VÍTIMA DE ASSALTO NO ESTACIONAMENTO DE CENTRO CLÍNICO DEVERÁ SER INDENIZADO
A 1ª Turma Recursal do TJDFT confirmou sentença do Juizado
Cível de Brazlândia que condenou o Centro Clínico Santa Mônica a indenizar, em
danos materiais e morais, consumidor vítima de assalto no estacionamento do
estabelecimento. A decisão foi unânime.
O autor conta que no dia 22/9/2016, juntamente com sua
família, dirigiram-se até o centro clínico da ré, visto que estava agendada
consulta médica para sua esposa e filha. Entretanto, enquanto ainda estava no
interior de seu veículo foi surpreendido por indivíduos que anunciaram um
assalto. Rendido e levado por marginais armados, foi colocado no banco traseiro
de seu veículo e, posteriormente, no porta-malas. Sustenta que só não passou
por situação mais grave porque conseguiu fugir e, depois de acionar a PM,
logrou êxito em rastrear e localizar seu veículo.
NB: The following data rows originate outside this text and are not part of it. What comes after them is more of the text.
//! Repository for the `vehicles` table.

use autoshop_core::types::DbId;
use sqlx::PgPool;

use crate::models::vehicle::{CreateVehicle, UpdateVehicle, Vehicle};

/// Column list shared across queries to avoid repetition.
const COLUMNS: &str = "id, customer_id, year, make, model, vehicle_type, mileage, tag, serial, \
                        color, created_at, updated_at";

/// Provides CRUD operations for customer vehicles.
pub struct VehicleRepo;

impl VehicleRepo {
    /// Insert a new vehicle, returning the created row.
    ///
    /// Fails with a foreign key violation when the customer does not exist.
    pub async fn create(pool: &PgPool, input: &CreateVehicle) -> Result<Vehicle, sqlx::Error> {
        let query = format!(
            "INSERT INTO vehicles (customer_id, year, make, model, vehicle_type, mileage, tag, serial, color)
             VALUES ($1, $2, $3, $4, $5, COALESCE($6, 0), $7, $8, $9)
             RETURNING {COLUMNS}"
        );
        sqlx::query_as::<_, Vehicle>(&query)
            .bind(input.customer_id)
            .bind(input.year)
            .bind(&input.make)
            .bind(&input.model)
            .bind(&input.vehicle_type)
            .bind(input.mileage)
            .bind(&input.tag)
            .bind(&input.serial)
            .bind(&input.color)
            .fetch_one(pool)
            .await
    }

    /// Find a vehicle by internal ID.
    pub async fn find_by_id(pool: &PgPool, id: DbId) -> Result<Option<Vehicle>, sqlx::Error> {
        let query = format!("SELECT {COLUMNS} FROM vehicles WHERE id = $1");
        sqlx::query_as::<_, Vehicle>(&query)
            .bind(id)
            .fetch_optional(pool)
            .await
    }

    /// List all vehicles, newest first.
    pub async fn list(pool: &PgPool) -> Result<Vec<Vehicle>, sqlx::Error> {
        let query = format!("SELECT {COLUMNS} FROM vehicles ORDER BY created_at DESC, id DESC");
        sqlx::query_as::<_, Vehicle>(&query).fetch_all(pool).await
    }

    /// List the vehicles of one customer, newest first.
    pub async fn list_by_customer(
        pool: &PgPool,
        customer_id: DbId,
    ) -> Result<Vec<Vehicle>, sqlx::Error> {
        let query = format!(
            "SELECT {COLUMNS} FROM vehicles WHERE customer_id = $1 ORDER BY created_at DESC, id DESC"
        );
        sqlx::query_as::<_, Vehicle>(&query)
            .bind(customer_id)
            .fetch_all(pool)
            .await
    }

    /// Update a vehicle. Only non-`None` fields in `input` are applied.
    ///
    /// Returns `None` if no row with the given `id` exists.
    pub async fn update(
        pool: &PgPool,
        id: DbId,
        input: &UpdateVehicle,
    ) -> Result<Option<Vehicle>, sqlx::Error> {
        let query = format!(
            "UPDATE vehicles SET
                year = COALESCE($2, year),
                make = COALESCE($3, make),
                model = COALESCE($4, model),
                vehicle_type = COALESCE($5, vehicle_type),
                mileage = COALESCE($6, mileage),
                tag = COALESCE($7, tag),
                serial = COALESCE($8, serial),
                color = COALESCE($9, color)
             WHERE id = $1
             RETURNING {COLUMNS}"
        );
        sqlx::query_as::<_, Vehicle>(&query)
            .bind(id)
            .bind(input.year)
            .bind(&input.make)
            .bind(&input.model)
            .bind(&input.vehicle_type)
            .bind(input.mileage)
            .bind(&input.tag)
            .bind(&input.serial)
            .bind(&input.color)
            .fetch_optional(pool)
            .await
    }
}
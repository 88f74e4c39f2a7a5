//! Authentication and authorization extractors.
//!
//! - [`auth::AuthUser`] -- the employee behind a Bearer token.
//! - [`rbac::RequireAdmin`] -- requires the `admin` role.
//! - [`rbac::RequireManager`] -- requires `manager` or `admin`.

pub mod auth;
pub mod rbac;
A empresa ré, por sua vez, alega: 1) culpa exclusiva do
autor e fato praticado por terceiro - o que excluem a responsabilidade da ré;
2) danos materiais não comprovados; 3) que diferentemente de hipermercados,
shoppings e bancos, a ré é fornecedora de serviços médicos; e 4) que não
ocorreram danos morais.
Ao analisar o feito, o juiz destaca que, nos termos do art.
17 do CDC, equiparam-se aos consumidores todas as vítimas de eventos como o ora
analisado, cujo caso restou comprovado, inclusive, por meio de filmagem do
estacionamento da empresa ré.
O juiz lembra, ainda que, consoante o art. 14 do CDC:
"O fornecedor de serviços responde, independentemente da existência de
culpa, pela reparação dos danos causados aos consumidores por defeitos
relativos à prestação dos serviços, bem como por informações insuficientes ou
inadequadas sobre sua fruição e riscos". E acrescenta que a
responsabilidade da ré está consubstanciada no teor da Súmula 130 do STJ, que
assim versa: "A empresa responde, perante o cliente, pela reparação de
dano ou furto de veículo ocorridos em seu estacionamento."
No caso, afirma o magistrado, "a responsabilidade da
empresa ré, se dá por omissão e não por ação, ou seja, por não ter fornecido a
segurança necessária aos seus clientes quando buscavam o consumo de seus
serviços, de modo a impedir o assalto nas suas dependências (estacionamento);
desse modo, o fato de terceiro conjuntamente com a negligência da ré em
fornecer a proteção adequada permitiram a ocorrência do assalto e privação da
liberdade do demandante, afastada também pela mesma razão a alegação de culpa
exclusiva da vítima".
O julgador, contudo, pondera que "embora o fato de
terceiro não exclua a responsabilidade, deve ser acolhido para minorar a
fixação dos danos morais, bem como pelo fato de se tratar de pequena empresa
que presta serviços médicos, diferentemente de hipermercados, shoppings e
bancos".
Assim, considerando os princípios da razoabilidade,
proporcionalidade e o ato lesivo e, ainda levando-se em conta as circunstâncias
do caso, o magistrado condenou a ré a indenizar o autor por danos materiais na
quantia de R$ 4.230,06 (relativo aos bens furtados) e a compensá-lo por danos
morais em R$ 3 mil, ambos os valores acrescidos de juros e correção monetária.